Il Messico è una delle terre mariane più intense al mondo. Qui, sulla collina del Tepeyac vicino a Città del Messico, il 9 dicembre 1531 la Madonna apparve all'indio azteco Juan Diego Cuauhtlatoatzin, lasciando la propria immagine impressa sulla sua tilma — un mantello di fibra d'agave che ancora oggi, a quasi cinquecento anni di distanza, si conserva intatto nella Basilica di Nostra Signora di Guadalupe, il santuario mariano più visitato del mondo. Juan Diego fu il primo santo indigeno delle Americhe, canonizzato da papa Giovanni Paolo II nel 2002. La festa della Madonna di Guadalupe, il 12 dicembre, è la ricorrenza religiosa più sentita del paese. Ma il Messico non è solo Guadalupe: nella selva Maya di Cancún sorge il Santuario di María Desatadora de Nudos, meta contemporanea di migliaia di pellegrini che lasciano ogni giorno un nastro bianco con un nodo — le loro richieste affidate alla Vergine che scioglie, paziente, un nodo alla volta.

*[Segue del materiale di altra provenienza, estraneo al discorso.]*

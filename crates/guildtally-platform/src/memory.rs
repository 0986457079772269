//! In-memory platform implementation.
//!
//! A complete [`PlatformClient`] over in-process state, used by the engine's
//! tests. Guilds, members, and channels are plain maps; membership mutations
//! broadcast the matching event, so listener paths can be exercised end to
//! end.

use std::collections::HashMap;
use std::sync::atomic::{AtomicU64, Ordering};

use async_trait::async_trait;
use guildtally_core::{ChannelId, GuildId};
use tokio::sync::{RwLock, broadcast};

use crate::error::PlatformError;
use crate::events::{EventBroadcaster, MemberEvent};
use crate::traits::PlatformClient;
use crate::types::{ChannelInfo, ChannelSpec, Member, PlatformGuild};

#[derive(Debug, Default)]
struct GuildState {
    name: String,
    members: Vec<Member>,
    channels: HashMap<ChannelId, ChannelInfo>,
}

/// In-memory [`PlatformClient`] for tests.
#[derive(Debug, Default)]
pub struct InMemoryPlatform {
    guilds: RwLock<HashMap<GuildId, GuildState>>,
    next_channel: AtomicU64,
    broadcaster: EventBroadcaster,
}

impl InMemoryPlatform {
    #[must_use]
    pub fn new() -> Self {
        Self::default()
    }

    /// Registers a guild with the given members.
    pub async fn add_guild(
        &self,
        guild_id: impl Into<GuildId>,
        name: impl Into<String>,
        members: Vec<Member>,
    ) {
        let state = GuildState {
            name: name.into(),
            members,
            channels: HashMap::new(),
        };
        self.guilds.write().await.insert(guild_id.into(), state);
    }

    /// Removes a guild wholesale, as if the platform lost it.
    pub async fn drop_guild(&self, guild_id: &GuildId) {
        self.guilds.write().await.remove(guild_id);
    }

    /// Adds a member and broadcasts the joined event.
    pub async fn add_member(&self, guild_id: &GuildId, member: Member) {
        if let Some(state) = self.guilds.write().await.get_mut(guild_id) {
            state.members.push(member);
        }
        self.broadcaster.send(MemberEvent::joined(guild_id.clone()));
    }

    /// Removes a member and broadcasts the left event.
    pub async fn remove_member(&self, guild_id: &GuildId, member_id: &str) {
        if let Some(state) = self.guilds.write().await.get_mut(guild_id) {
            state.members.retain(|member| member.id != member_id);
        }
        self.broadcaster.send(MemberEvent::left(guild_id.clone()));
    }

    /// Channel count for assertions.
    pub async fn channel_count(&self, guild_id: &GuildId) -> usize {
        self.guilds
            .read()
            .await
            .get(guild_id)
            .map_or(0, |state| state.channels.len())
    }

    /// Channel name lookup for assertions.
    pub async fn channel_name(&self, guild_id: &GuildId, channel_id: &ChannelId) -> Option<String> {
        self.guilds
            .read()
            .await
            .get(guild_id)?
            .channels
            .get(channel_id)
            .map(|channel| channel.name.clone())
    }

    fn mint_channel_id(&self) -> ChannelId {
        let n = self.next_channel.fetch_add(1, Ordering::SeqCst) + 1;
        ChannelId::new(format!("chan-{n}"))
    }
}

#[async_trait]
impl PlatformClient for InMemoryPlatform {
    async fn fetch_guild(
        &self,
        guild_id: &GuildId,
    ) -> Result<Option<PlatformGuild>, PlatformError> {
        Ok(self.guilds.read().await.get(guild_id).map(|state| PlatformGuild {
            id: guild_id.clone(),
            name: state.name.clone(),
        }))
    }

    async fn known_guilds(&self) -> Result<Vec<GuildId>, PlatformError> {
        Ok(self.guilds.read().await.keys().cloned().collect())
    }

    async fn fetch_members(&self, guild_id: &GuildId) -> Result<Vec<Member>, PlatformError> {
        self.guilds
            .read()
            .await
            .get(guild_id)
            .map(|state| state.members.clone())
            .ok_or_else(|| PlatformError::guild_unavailable(guild_id.as_str()))
    }

    async fn create_category(
        &self,
        guild_id: &GuildId,
        name: &str,
    ) -> Result<ChannelId, PlatformError> {
        let channel_id = self.mint_channel_id();
        let mut guilds = self.guilds.write().await;
        let state = guilds
            .get_mut(guild_id)
            .ok_or_else(|| PlatformError::guild_unavailable(guild_id.as_str()))?;
        state.channels.insert(
            channel_id.clone(),
            ChannelInfo {
                id: channel_id.clone(),
                name: name.to_string(),
            },
        );
        Ok(channel_id)
    }

    async fn create_channel(
        &self,
        guild_id: &GuildId,
        spec: &ChannelSpec,
    ) -> Result<ChannelId, PlatformError> {
        let channel_id = self.mint_channel_id();
        let mut guilds = self.guilds.write().await;
        let state = guilds
            .get_mut(guild_id)
            .ok_or_else(|| PlatformError::guild_unavailable(guild_id.as_str()))?;
        state.channels.insert(
            channel_id.clone(),
            ChannelInfo {
                id: channel_id.clone(),
                name: spec.name.clone(),
            },
        );
        Ok(channel_id)
    }

    async fn fetch_channel(
        &self,
        guild_id: &GuildId,
        channel_id: &ChannelId,
    ) -> Result<Option<ChannelInfo>, PlatformError> {
        let guilds = self.guilds.read().await;
        let state = guilds
            .get(guild_id)
            .ok_or_else(|| PlatformError::guild_unavailable(guild_id.as_str()))?;
        Ok(state.channels.get(channel_id).cloned())
    }

    async fn rename_channel(
        &self,
        guild_id: &GuildId,
        channel_id: &ChannelId,
        name: &str,
    ) -> Result<(), PlatformError> {
        let mut guilds = self.guilds.write().await;
        let state = guilds
            .get_mut(guild_id)
            .ok_or_else(|| PlatformError::guild_unavailable(guild_id.as_str()))?;
        let channel = state.channels.get_mut(channel_id).ok_or_else(|| {
            PlatformError::api(format!("no such channel: {channel_id}"))
        })?;
        channel.name = name.to_string();
        Ok(())
    }

    async fn delete_channel(
        &self,
        guild_id: &GuildId,
        channel_id: &ChannelId,
    ) -> Result<(), PlatformError> {
        let mut guilds = self.guilds.write().await;
        let state = guilds
            .get_mut(guild_id)
            .ok_or_else(|| PlatformError::guild_unavailable(guild_id.as_str()))?;
        state.channels.remove(channel_id);
        Ok(())
    }

    fn events(&self) -> broadcast::Receiver<MemberEvent> {
        self.broadcaster.subscribe()
    }
}

#[cfg(test)]
mod tests {
    use super::*;
    use crate::events::MemberEventKind;
    use guildtally_core::ChannelKind;
    use crate::types::JoinPolicy;

    #[tokio::test]
    async fn test_guild_lifecycle() {
        let platform = InMemoryPlatform::new();
        let guild_id = GuildId::new("g1");

        assert!(platform.fetch_guild(&guild_id).await.unwrap().is_none());

        platform
            .add_guild("g1", "Guild One", vec![Member::human("u1"), Member::bot("b1")])
            .await;
        assert!(platform.fetch_guild(&guild_id).await.unwrap().is_some());

        let members = platform.fetch_members(&guild_id).await.unwrap();
        assert_eq!(members.len(), 2);
        assert_eq!(members.iter().filter(|m| m.bot).count(), 1);

        platform.drop_guild(&guild_id).await;
        assert!(platform.fetch_members(&guild_id).await.is_err());
    }

    #[tokio::test]
    async fn test_channel_operations() {
        let platform = InMemoryPlatform::new();
        let guild_id = GuildId::new("g1");
        platform.add_guild("g1", "Guild One", vec![]).await;

        let category = platform.create_category(&guild_id, "Stats").await.unwrap();
        let spec = ChannelSpec {
            name: "All: {count}".to_string(),
            kind: ChannelKind::Voice,
            parent: Some(category.clone()),
            policy: JoinPolicy::Locked,
        };
        let channel = platform.create_channel(&guild_id, &spec).await.unwrap();
        assert_eq!(platform.channel_count(&guild_id).await, 2);

        platform
            .rename_channel(&guild_id, &channel, "All: 0")
            .await
            .unwrap();
        assert_eq!(
            platform.channel_name(&guild_id, &channel).await.as_deref(),
            Some("All: 0")
        );

        platform.delete_channel(&guild_id, &channel).await.unwrap();
        assert!(platform.fetch_channel(&guild_id, &channel).await.unwrap().is_none());
    }

    #[tokio::test]
    async fn test_membership_events() {
        let platform = InMemoryPlatform::new();
        let guild_id = GuildId::new("g1");
        platform.add_guild("g1", "Guild One", vec![]).await;

        let mut events = platform.events();
        platform.add_member(&guild_id, Member::human("u1")).await;
        platform.remove_member(&guild_id, "u1").await;

        assert_eq!(events.recv().await.unwrap().kind, MemberEventKind::Joined);
        assert_eq!(events.recv().await.unwrap().kind, MemberEventKind::Left);
    }
}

In questa sezione raccogliamo le storie del Messico mariano: il racconto delle quattro apparizioni del 1531, i secoli di analisi scientifiche sulla tilma di Juan Diego che nessuno è mai riuscito a spiegare, la devozione a Maria che scioglie i nodi nata in Germania nel Seicento e approdata nella selva Maya. Articoli sul santuario del Tepeyac, sulle piramidi Azteche e Maya che i pellegrini attraversano, sulle città coloniali costruite dai primi missionari francescani. Il Messico non è solo un paese da visitare: è il continente dove una giovane Madre meticcia ha deciso, cinquecento anni fa, di restare per sempre.